I'd like to gently ask a couple of questions, and see if I can get some "Catholic Light." (Please don't flame at me...)

On Aug 11, 2004, the UK government approved human embryo cloning using CNR (cell nuclear replacement). This is not a joining of male and female, but a throwing together of human egg and human somatic cell, just like Dolly the sheep. Earlier this year this was also reported to be successful in Korea. The British policy requires that all the embryos be destroyed after 14 days. Question: are these "people"? In theory, they could be implanted and born, as has been done with other animal experiments.

Second question. Whether the embryos are from IVF (joining male and female) or CNR, and not to be implanted and born as children, can funeral rites be held for them? The report cited by the Wire article indicates that some IVF clinics have funerals for the embryos. This seems permitted according to the Catechism, 1261. Would it make any sense to baptise the embryos, perhaps using a micro-pipette aspergillium?

Sadly, the vast majority of these human embryos seem to be under a death sentence from the moment of their creation. Are they worthy of funeral rites? Of baptism, of some sort? To what extent do we recognize their personhood? Do CNR and IVF embryos have the same standing? Should we have some sort of update of the Holy Innocents?

I'm just boggled and confused, and this is all kind of depressing.

I'd say as soon as a CNR zygote becomes fertilized and starts to function and develop in the same way as a naturally fertilized zygote, it is a human being and a person. Where there is a living body, there is a soul.

Embryos can be baptized while living and buried with a funeral after dying.

The question arises: do we have an obligation to attempt to protect the embryos and keep them safe for adoption and implantation? I suspect that implantation would be considered 'extraordinary means' of life-support and thus optional, although praiseworthy. On the other hand, keeping them frozen is probably not very difficult, so it becomes harder to call that 'extraordinary'.
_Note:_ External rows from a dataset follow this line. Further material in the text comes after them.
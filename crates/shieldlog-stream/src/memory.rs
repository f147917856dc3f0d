//! In-memory `LogSubscriber` implementation.
//!
//! Suitable for testing, demos and embedding: logs are injected by hand
//! instead of arriving from a node. Each `subscribe()` call creates a
//! [`MemoryFeed`] that can push logs, fire the runtime error signal and report
//! how many times the subscription was closed.

use crate::subscriber::{
    ErrorTrigger, LogSubscriber, Subscription, SubscriptionHandle,
};
use async_trait::async_trait;
use shieldlog_core::{error::SubscriptionError, event::RawLog, ChainEndpoint, B256};
use shieldlog_evm::TopicFilter;
use std::collections::HashMap;
use std::sync::{
    atomic::{AtomicUsize, Ordering},
    Arc, Mutex,
};
use tokio::sync::{mpsc, oneshot, Notify};

/// Test-side handle to one in-memory subscription.
#[derive(Clone)]
pub struct MemoryFeed {
    id: String,
    filter: TopicFilter,
    logs: mpsc::UnboundedSender<RawLog>,
    error: Arc<Mutex<Option<ErrorTrigger>>>,
    closes: Arc<AtomicUsize>,
}

impl MemoryFeed {
    pub fn id(&self) -> &str {
        &self.id
    }

    pub fn filter(&self) -> &TopicFilter {
        &self.filter
    }

    /// Deliver a log regardless of the filter. Returns `false` once the
    /// subscriber side is gone.
    pub fn push(&self, log: RawLog) -> bool {
        self.logs.send(log).is_ok()
    }

    /// Fire the runtime error signal. Only the first call has an effect.
    pub fn fail(&self, reason: impl Into<String>) -> bool {
        match self.error.lock().unwrap().take() {
            Some(trigger) => trigger
                .send(SubscriptionError::Runtime {
                    reason: reason.into(),
                })
                .is_ok(),
            None => false,
        }
    }

    /// How many times `close()` reached this subscription.
    pub fn close_count(&self) -> usize {
        self.closes.load(Ordering::SeqCst)
    }
}

struct MemoryHandle {
    closes: Arc<AtomicUsize>,
}

#[async_trait]
impl SubscriptionHandle for MemoryHandle {
    async fn unsubscribe(self: Box<Self>) -> Result<(), SubscriptionError> {
        self.closes.fetch_add(1, Ordering::SeqCst);
        Ok(())
    }
}

#[derive(Default)]
struct Inner {
    /// event hash → feeds, in subscription order
    feeds: HashMap<B256, Vec<MemoryFeed>>,
    /// event hash → armed setup failure reason
    setup_failures: HashMap<B256, String>,
    next_id: u64,
}

/// Thread-safe in-memory subscriber.
#[derive(Clone)]
pub struct MemorySubscriber {
    endpoint: ChainEndpoint,
    inner: Arc<Mutex<Inner>>,
    subscribed: Arc<Notify>,
}

impl MemorySubscriber {
    pub fn new() -> Self {
        Self::with_endpoint(ChainEndpoint::custom("memory", "memory://local"))
    }

    pub fn with_endpoint(endpoint: ChainEndpoint) -> Self {
        Self {
            endpoint,
            inner: Arc::new(Mutex::new(Inner::default())),
            subscribed: Arc::new(Notify::new()),
        }
    }

    /// Make the next subscriptions for `event_hash` fail at setup.
    pub fn fail_setup(&self, event_hash: B256, reason: impl Into<String>) {
        self.inner
            .lock()
            .unwrap()
            .setup_failures
            .insert(event_hash, reason.into());
    }

    /// Latest feed for `event_hash`, if one exists yet.
    pub fn feed(&self, event_hash: B256) -> Option<MemoryFeed> {
        self.inner
            .lock()
            .unwrap()
            .feeds
            .get(&event_hash)
            .and_then(|v| v.last().cloned())
    }

    /// Wait until a subscription for `event_hash` exists and return its feed.
    pub async fn wait_for_feed(&self, event_hash: B256) -> MemoryFeed {
        loop {
            let notified = self.subscribed.notified();
            if let Some(feed) = self.feed(event_hash) {
                return feed;
            }
            notified.await;
        }
    }

    /// Deliver `log` to every live subscription whose filter matches it,
    /// the way a node would. Returns the number of deliveries.
    pub fn publish(&self, log: &RawLog) -> usize {
        let inner = self.inner.lock().unwrap();
        inner
            .feeds
            .values()
            .flatten()
            .filter(|feed| feed.filter.matches(&log.address, &log.topics))
            .filter(|feed| feed.push(log.clone()))
            .count()
    }

    /// Number of subscriptions opened so far.
    pub fn len(&self) -> usize {
        self.inner.lock().unwrap().feeds.values().map(Vec::len).sum()
    }

    pub fn is_empty(&self) -> bool {
        self.len() == 0
    }
}

impl Default for MemorySubscriber {
    fn default() -> Self {
        Self::new()
    }
}

#[async_trait]
impl LogSubscriber for MemorySubscriber {
    fn endpoint(&self) -> &ChainEndpoint {
        &self.endpoint
    }

    async fn subscribe(&self, filter: &TopicFilter) -> Result<Subscription, SubscriptionError> {
        let event_hash = filter.event_hash().unwrap_or_default();
        let mut inner = self.inner.lock().unwrap();

        if let Some(reason) = inner.setup_failures.get(&event_hash) {
            return Err(SubscriptionError::Setup {
                url: self.endpoint.url.clone(),
                reason: reason.clone(),
            });
        }

        inner.next_id += 1;
        let id = format!("0x{:x}", inner.next_id);
        let (log_tx, log_rx) = mpsc::unbounded_channel();
        let (err_tx, err_rx) = oneshot::channel();
        let closes = Arc::new(AtomicUsize::new(0));

        inner.feeds.entry(event_hash).or_default().push(MemoryFeed {
            id: id.clone(),
            filter: filter.clone(),
            logs: log_tx,
            error: Arc::new(Mutex::new(Some(err_tx))),
            closes: Arc::clone(&closes),
        });
        drop(inner);
        self.subscribed.notify_waiters();

        Ok(Subscription::new(
            id,
            log_rx,
            err_rx,
            Box::new(MemoryHandle { closes }),
        ))
    }
}

#[cfg(test)]
mod tests {
    use super::*;
    use shieldlog_core::{Address, EventKind, SchemaRegistry};

    fn filter(kind: EventKind) -> TopicFilter {
        TopicFilter::for_event(
            SchemaRegistry::global().get(kind),
            Address::repeat_byte(1),
            B256::repeat_byte(2),
        )
    }

    #[tokio::test]
    async fn subscribe_push_and_close() {
        let sub = MemorySubscriber::new();
        let f = filter(EventKind::Transfer);
        let mut subscription = sub.subscribe(&f).await.unwrap();
        let feed = sub.feed(f.event_hash().unwrap()).unwrap();

        assert!(feed.push(RawLog::new(Address::ZERO, vec![], Vec::<u8>::new())));
        let (logs, _) = subscription.channels();
        assert!(logs.recv().await.is_some());

        subscription.close().await.unwrap();
        assert_eq!(feed.close_count(), 1);
    }

    #[tokio::test]
    async fn error_signal_fires_once() {
        let sub = MemorySubscriber::new();
        let f = filter(EventKind::Approval);
        let mut subscription = sub.subscribe(&f).await.unwrap();
        let feed = sub.feed(f.event_hash().unwrap()).unwrap();

        assert!(feed.fail("connection reset"));
        assert!(!feed.fail("again"));
        let (_, errors) = subscription.channels();
        assert_eq!(
            errors.await.unwrap(),
            SubscriptionError::Runtime { reason: "connection reset".into() }
        );
        subscription.close().await.unwrap();
    }

    #[tokio::test]
    async fn armed_setup_failure() {
        let sub = MemorySubscriber::new();
        let f = filter(EventKind::Transfer);
        sub.fail_setup(f.event_hash().unwrap(), "refused");
        let err = sub.subscribe(&f).await.unwrap_err();
        assert!(err.is_setup());
        assert!(sub.is_empty());
    }

    #[tokio::test]
    async fn publish_routes_by_filter() {
        let sub = MemorySubscriber::new();
        let transfer = filter(EventKind::Transfer);
        let approval = filter(EventKind::Approval);
        let mut t = sub.subscribe(&transfer).await.unwrap();
        let a = sub.subscribe(&approval).await.unwrap();

        let log = RawLog::new(
            Address::repeat_byte(1),
            vec![
                transfer.event_hash().unwrap(),
                B256::ZERO,
                B256::ZERO,
                B256::repeat_byte(2),
            ],
            Vec::<u8>::new(),
        );
        assert_eq!(sub.publish(&log), 1);
        assert_eq!(t.channels().0.recv().await, Some(log));

        t.close().await.unwrap();
        a.close().await.unwrap();
    }
}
Folks, are you aware of how many babies were intentionally aborted in the development of the rubella vaccine? Women who were pregnant and had been exposed to rubella were aborted and the babies harvested in an attempt to grow a human cell line that could be used to develop the live virus vaccine. see the citations below.
We lost this battle 40 years ago, and we never even realized we were fighting it.

Attenuation Of RA 27/3 Rubella Virus in WI-38 Human Diploid Cells; Amer J Dis Child vol 118 Aug 1969

Explant cultures were made of the dissected organs of a particular fetus aborted because of rubella, the 27th in our series of fetuses aborted during the 1964 epidemic. The third explant, which happened to be from kidney, was selected arbitrarily for further study.

Studies of Immunization With Living Rubella Virus ; Arch J Dis Child vol 110 Oct 1965

"This fetus was from a 25-year-old mother exposed to rubella 8 days after last menstrual period. 16 days later she developed rubella. The fetus was surgically aborted 17 days after maternal illness and dissected immediately. Explants from several organs were cultured and successful cell growth was achieved from lung, skin, and kidney. It was then grown on WI-38. This new vaccine was tested on orphans in Philadelphia".

b - The debates about when ensoulment happens were very long and involved hundreds of years ago in the Catholic Church.

As I understand it, the Church ended up in the position of saying that it simply didn't know for sure and as it would be immoral to mistakenly condemn ensouled humans to death without any moral concern, the earliest date, conception was to be used.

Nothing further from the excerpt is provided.